Madhavi looked up at him, her dark eyes fierce and glistening. "Make it beautiful. Make it a place they'll want to come to. Make it a place they'll dream about during the week. Make it a place that feels like home."

"I will." Suyash pressed a kiss to her forehead, then to Daya's. "I'll build you a paradise. Not just for us, but for them, too. For the family we're creating."

Daya's voice was small. "And when they're older? When they can choose where to live?"

"Then they'll choose us. We'll have given them love, freedom, and joy—everything their fathers can't offer." Suyash's voice was firm. "We just have to be patient. We just have to survive the waiting."

The three of them stood there, wrapped in each other's arms, as the night pressed against the windows of their Mumbai penthouse.

The battles were not over. Bhide would continue to be difficult. Vibhuti would resurface occasionally with new demands. Champlaklal would mutter and scheme.

But the war was turning.

On the horizon—literally and figuratively—an island rose from the sea. A new Villa Suhag. It would be a sanctuary where the seven survivors could finally be free.

Later that night, after Madhavi and Daya had fallen asleep on the penthouse sofas, exhausted, Anita found Suyash on the balcony, staring at the Arabian Sea in the distance.

"The custody orders," she said quietly, joining him. "You made sure they included the Trust's facilities."

"I did."

"That's why you built the educational retreat. Not just for Sonu and Tipendra's benefit, but to establish legal rights. A corridor."

Suyash nodded slowly. "When Madhavi takes Sonu to the island, she isn't 'hiding' her child from Bhide. She's taking her to a registered, accredited educational facility for 'trauma-informed bonding.' If Bhide calls the police, they'll see a court order explicitly authorizing Sonu's presence at that location." His voice hardened. "It turns a potential kidnapping charge into a court-sanctioned educational trip."

Anita's dark eyes gleamed with admiration. "You thought of everything.

"I thought of protecting them. Of protecting their children." He turned to face her. "Bhide can't touch Sonu on our island. Champlaklal can't touch Tipendra. The law is our shield now. It's not our weapon."

Anita stepped closer, her body nearly brushing his—a violation of the "no contact" rule. But here, in the darkness, with no eyes to see, she allowed herself this small rebellion.

"When this is over," she whispered, "when the decrees are signed and the island is ready—"
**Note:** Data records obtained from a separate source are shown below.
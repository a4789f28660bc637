//! Sales order repository trait (port)

use async_trait::async_trait;
use uuid::Uuid;

use crate::domain::{SalesOrder, SalesOrderUpdate};
use crate::error::DomainError;

#[cfg_attr(test, mockall::automock)]
#[async_trait]
pub trait SalesOrderRepository: Send + Sync {
    async fn list_by_tenant(&self, tenant_id: &Uuid) -> Result<Vec<SalesOrder>, DomainError>;
    /// Insert the order. When the order carries a product link, the stock
    /// decrement and the revenue ledger entry are written in the same
    /// transaction; all three writes commit or none do.
    async fn create(&self, order: &SalesOrder) -> Result<SalesOrder, DomainError>;
    async fn update(
        &self,
        tenant_id: &Uuid,
        id: &Uuid,
        changes: &SalesOrderUpdate,
    ) -> Result<SalesOrder, DomainError>;
    async fn delete(&self, tenant_id: &Uuid, id: &Uuid) -> Result<(), DomainError>;
}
"When this is over," he finished, his voice low and rough, "I will hold you in public. I will kiss you in the sunlight. I will never pretend to be a stranger again."

She pressed her forehead to his. "Promise me."

"I promise."

They stood there, touching only at that single point, as the Mumbai night wrapped around them like a veil.

The legal battle was nearly won. The final decrees were coming.

Soon—very soon—they would all be free.